**What is expected:** From the listing below, copy out every line where the word "visitor" appears.

::::::::

impl WidgetInner {
    fn ensure_live(&self) -> Result<(), EngageError> {
        if self.shutdown.is_cancelled() {
            Err(EngageError::ShutDown)
        } else {
            Ok(())
        }
    }

    fn proactive_allowed(&self) -> bool {
        !self.config.disable_proactive
    }

    async fn append(&self, state: &mut WidgetState, message: ChatMessage) -> usize {
        let index = state.transcript.push(message.clone());
        self.renderer.message_appended(index, &message).await;
        index
    }

    async fn set_loading(&self, state: &mut WidgetState, loading: bool) {
        if state.loading != loading {
            state.loading = loading;
            self.renderer.loading_changed(loading).await;
        }
    }

    fn base_request(&self, state: &WidgetState) -> ChatRequest {
        ChatRequest::new(state.session_id.clone(), self.config.page_url.clone())
            .with_admin_id(self.config.admin_id.clone())
            .with_assistant_count(state.transcript.assistant_count())
    }

    /// Feed an event to the scheduler and carry out its commands.
    fn drive(self: &Arc<Self>, state: &mut WidgetState, event: SchedulerEvent, now: Instant) {
        let transition = state.scheduler.handle_event(event, now);

        for command in transition.commands {
            match command {
                SchedulerCommand::SendProactive => {
                    let request = self
                        .base_request(state)
                        .proactive(state.greeted)
                        .with_visited_pages(state.visited_pages.clone())
                        .with_page_context(state.page_context.clone());
                    self.spawn_turn(state, BackgroundTurn::Proactive, request);
                }
                SchedulerCommand::SendFollowup { count } => {
                    let inactive = now.saturating_duration_since(state.last_activity);
                    let request = self
                        .base_request(state)
                        .followup(count)
                        .with_inactivity(u64::try_from(inactive.as_millis()).unwrap_or(u64::MAX))
                        .with_visited_pages(state.visited_pages.clone())
                        .with_page_context(state.page_context.clone());
                    self.spawn_turn(state, BackgroundTurn::Followup, request);
                }
                SchedulerCommand::ArmTimer(delay) => {
                    let weak = Arc::downgrade(self);
                    state.followup_timer.arm(delay, move |generation| async move {
                        if let Some(inner) = weak.upgrade() {
                            inner.on_followup_timer(generation).await;
                        }
                    });
                }
                SchedulerCommand::CancelTimer => {
                    state.followup_timer.cancel();
                }
            }
        }
    }

    fn spawn_turn(self: &Arc<Self>, state: &WidgetState, turn: BackgroundTurn, request: ChatRequest) {
        let inner = self.clone();
        let token = state.background.clone();
        tokio::spawn(async move {
            inner.run_turn(turn, request, token).await;
        });
    }

    async fn run_turn(self: Arc<Self>, turn: BackgroundTurn, request: ChatRequest, token: CancellationToken) {
        if turn == BackgroundTurn::Proactive && self.session.take_clear_history_flag().await {
            let clear = ClearHistoryRequest::new(request.session_id.clone());
            match self.backend.clear_history(&clear).await {
                Ok(()) => debug!("Cleared history before proactive message"),
                Err(e) => warn!(error = %e, "CLEAR_HISTORY_FAILED"),
            }
        }

        debug!(turn = turn.as_str(), backend = self.backend.name(), "BACKGROUND_REQUEST");
        let result = tokio::select! {
            _ = token.cancelled() => {
                debug!(turn = turn.as_str(), "stale response dropped");
                return;
            }
            result = self.backend.send(&request) => result,
        };

        let mut state = self.state.lock().await;
        if token.is_cancelled() {
            debug!(turn = turn.as_str(), "stale response dropped");
            return;
        }
        if turn == BackgroundTurn::LeadQuestion {
            state.lead_in_flight = false;
        }

        let event = match result {
            Ok(reply) => {
                if turn == BackgroundTurn::Proactive {
                    self.session.mark_greeted().await;
                    state.greeted = true;
                }
                self.append_reply(&mut state, reply).await;
                SchedulerEvent::ResponseReceived
            }
            Err(e) => {
                warn!(turn = turn.as_str(), error = %e, "BACKGROUND_REQUEST_FAILED");
                SchedulerEvent::RequestFailed
            }
        };

        if turn != BackgroundTurn::LeadQuestion {
            self.drive(&mut state, event, Instant::now());
        }
    }

    async fn append_reply(self: &Arc<Self>, state: &mut WidgetState, reply: ChatReply) {
        let had_assistant = state.transcript.assistant_count() > 0;
        state.profile.absorb(&reply);
        let assembled = assemble_reply(&reply, &state.profile);
        let delay = secondary_delay(&assembled.primary.content);

        self.append(state, assembled.primary).await;

        let Some(secondary) = assembled.secondary else {
            return;
        };
        if !had_assistant {
            debug!("Dropping secondary message without an earlier assistant message");
            return;
        }

        let weak = Arc::downgrade(self);
        let token = state.conversation.clone();
        state.secondary_timer.arm(delay, move |generation| async move {
            if let Some(inner) = weak.upgrade() {
                inner.append_secondary(secondary, token, generation).await;
            }
        });
    }

    async fn append_secondary(
        self: Arc<Self>,
        message: ChatMessage,
        token: CancellationToken,
        generation: u64,
    ) {
        let mut state = self.state.lock().await;
        if token.is_cancelled() || !state.secondary_timer.is_current(generation) {
            debug!(timer = "secondary", "superseded timer ignored");
            return;
        }
        self.append(&mut state, message).await;
    }

    async fn on_followup_timer(self: Arc<Self>, generation: u64) {
        if self.shutdown.is_cancelled() {
            return;
        }
        let mut state = self.state.lock().await;
        if !state.followup_timer.is_current(generation) {
            debug!(timer = "followup", "superseded timer ignored");
            return;
        }
        let now = Instant::now();
        let typing = state.typing.is_typing(now);
        self.drive(&mut state, SchedulerEvent::TimerFired { typing }, now);
    }

    async fn recompute_section(self: Arc<Self>, snapshot: PageSnapshot, generation: u64) {
        if self.shutdown.is_cancelled() {
            return;
        }
        let mut state = self.state.lock().await;
        if !state.scroll_timer.is_current(generation) {
            debug!(timer = "scroll", "superseded timer ignored");
            return;
        }
        let context = state.detector.detect(&snapshot);
        if context.is_empty() {
            return;
        }
        state.page_context = context.clone();

        // Section changes count only once mounted and allowed to speak first.
        if !state.mounted || !self.proactive_allowed() {
            return;
        }
        if !state.section.observe(&context) {
            return;
        }

        let weak = Arc::downgrade(&self);
        state
            .section_timer
            .arm(self.config.section_delay, move |generation| async move {
                if let Some(inner) = weak.upgrade() {
                    inner.on_section_timer(context, generation).await;
                }
            });
    }

    async fn on_section_timer(self: Arc<Self>, context: String, generation: u64) {
        if self.shutdown.is_cancelled() {
            return;
        }
        let mut state = self.state.lock().await;
        if !state.section_timer.is_current(generation) {
            debug!(timer = "section", "superseded timer ignored");
            return;
        }
        let now = Instant::now();

        if !state.transcript.last_is_assistant() {
            debug!("Skipping lead question while the visitor has the last word");
            return;
        }
        if state.typing.is_typing(now) {
            debug!("Skipping lead question while the visitor is typing");
            return;
        }
        if state.lead_in_flight {
            return;
        }

        state.lead_in_flight = true;
        let request = self
            .base_request(&state)
            .lead_question(context, state.transcript.assistant_contents())
            .with_visited_pages(state.visited_pages.clone());
        self.spawn_turn(&state, BackgroundTurn::LeadQuestion, request);
    }
}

::::::::

**Written answer:**
            debug!("Skipping lead question while the visitor has the last word");
            debug!("Skipping lead question while the visitor is typing");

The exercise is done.